TO DO – Pick each line containing the word "None" out of the data below.
***** RECORDS FOR THE EXERCISE *****
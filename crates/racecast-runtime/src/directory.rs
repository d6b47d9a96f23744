//! Cached candidate directory.
//!
//! Candidate search backs an interactive picker, so the same query is issued
//! many times while a user types. Results are kept in a bounded TTL cache;
//! failures are never cached.

use async_trait::async_trait;
use moka::future::Cache;
use std::sync::Arc;
use std::time::Duration;

use racecast_core::CandidateRecord;

use crate::config::DirectoryConfig;
use crate::store::{CandidateDirectory, CandidateProfile, StoreError};

#[derive(Clone, Debug, Hash, PartialEq, Eq)]
struct SearchKey {
    query: String,
    limit: usize,
}

impl SearchKey {
    fn new(query: &str, limit: usize) -> Self {
        Self {
            query: query.trim().to_lowercase(),
            limit,
        }
    }
}

/// A [`CandidateDirectory`] in front of a TTL cache.
pub struct CachedDirectory {
    inner: Arc<dyn CandidateDirectory>,
    cache: Cache<SearchKey, Arc<Vec<CandidateProfile>>>,
}

impl CachedDirectory {
    pub fn new(inner: Arc<dyn CandidateDirectory>, max_entries: u64, ttl: Duration) -> Self {
        let cache = Cache::builder()
            .max_capacity(max_entries)
            .time_to_live(ttl)
            .build();

        Self { inner, cache }
    }

    pub fn from_config(inner: Arc<dyn CandidateDirectory>, config: &DirectoryConfig) -> Self {
        Self::new(inner, config.max_entries, config.ttl)
    }

    /// Search and convert hits into scenario candidates.
    pub async fn search_records(
        &self,
        query: &str,
        limit: usize,
    ) -> Result<Vec<CandidateRecord>, StoreError> {
        Ok(self
            .search(query, limit)
            .await?
            .into_iter()
            .map(CandidateProfile::into_record)
            .collect())
    }

    pub fn invalidate_all(&self) {
        self.cache.invalidate_all();
    }
}

#[async_trait]
impl CandidateDirectory for CachedDirectory {
    async fn search(&self, query: &str, limit: usize) -> Result<Vec<CandidateProfile>, StoreError> {
        let key = SearchKey::new(query, limit);
        if key.query.is_empty() || limit == 0 {
            return Ok(Vec::new());
        }

        if let Some(hit) = self.cache.get(&key).await {
            tracing::trace!(query = %key.query, "Candidate directory cache hit");
            return Ok(hit.as_ref().clone());
        }

        let profiles = self.inner.search(&key.query, limit).await.map_err(|e| {
            tracing::warn!(query = %key.query, error = %e, "Candidate search failed");
            e
        })?;
        self.cache.insert(key, Arc::new(profiles.clone())).await;
        Ok(profiles)
    }
}

impl std::fmt::Debug for CachedDirectory {
    fn fmt(&self, f: &mut std::fmt::Formatter<'_>) -> std::fmt::Result {
        f.debug_struct("CachedDirectory").finish_non_exhaustive()
    }
}

#[cfg(test)]
mod tests {
    use super::*;
    use crate::testing::MemoryDirectory;

    fn directory() -> Arc<MemoryDirectory> {
        Arc::new(MemoryDirectory::new(vec![
            CandidateProfile {
                persistent_id: Some("uuid-1".into()),
                source_id: Some("src-1".into()),
                name: "Ada Lovelace".into(),
                party: "DEM".into(),
                incumbent: false,
                headshot_url: None,
            },
            CandidateProfile {
                persistent_id: None,
                source_id: None,
                name: "Adam Write-In".into(),
                party: "IND".into(),
                incumbent: false,
                headshot_url: None,
            },
        ]))
    }

    #[tokio::test]
    async fn test_repeated_query_hits_cache() {
        let backend = directory();
        let cached = CachedDirectory::new(backend.clone(), 100, Duration::from_secs(60));

        let first = cached.search("ada", 10).await.unwrap();
        let second = cached.search("  ADA ", 10).await.unwrap();
        assert_eq!(first, second);
        assert_eq!(first.len(), 2);
        assert_eq!(backend.calls(), 1);
    }

    #[tokio::test]
    async fn test_failures_not_cached() {
        let backend = directory();
        backend.set_failing(true);
        let cached = CachedDirectory::new(backend.clone(), 100, Duration::from_secs(60));

        assert!(cached.search("ada", 10).await.is_err());
        backend.set_failing(false);
        assert!(cached.search("ada", 10).await.is_ok());
        assert_eq!(backend.calls(), 2);
    }

    #[tokio::test]
    async fn test_blank_query_skips_backend() {
        let backend = directory();
        let cached = CachedDirectory::new(backend.clone(), 100, Duration::from_secs(60));

        assert!(cached.search("   ", 10).await.unwrap().is_empty());
        assert_eq!(backend.calls(), 0);
    }

    #[tokio::test]
    async fn test_search_records_converts_identities() {
        let cached = CachedDirectory::from_config(directory(), &DirectoryConfig::default());
        let records = cached.search_records("ada", 10).await.unwrap();

        assert_eq!(records[0].identity.persistent_id(), Some("uuid-1"));
        assert!(records[1].identity.is_new());
    }
}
*****
ANSWER BELOW –
                headshot_url: None,
                persistent_id: None,
                source_id: None,
                headshot_url: None,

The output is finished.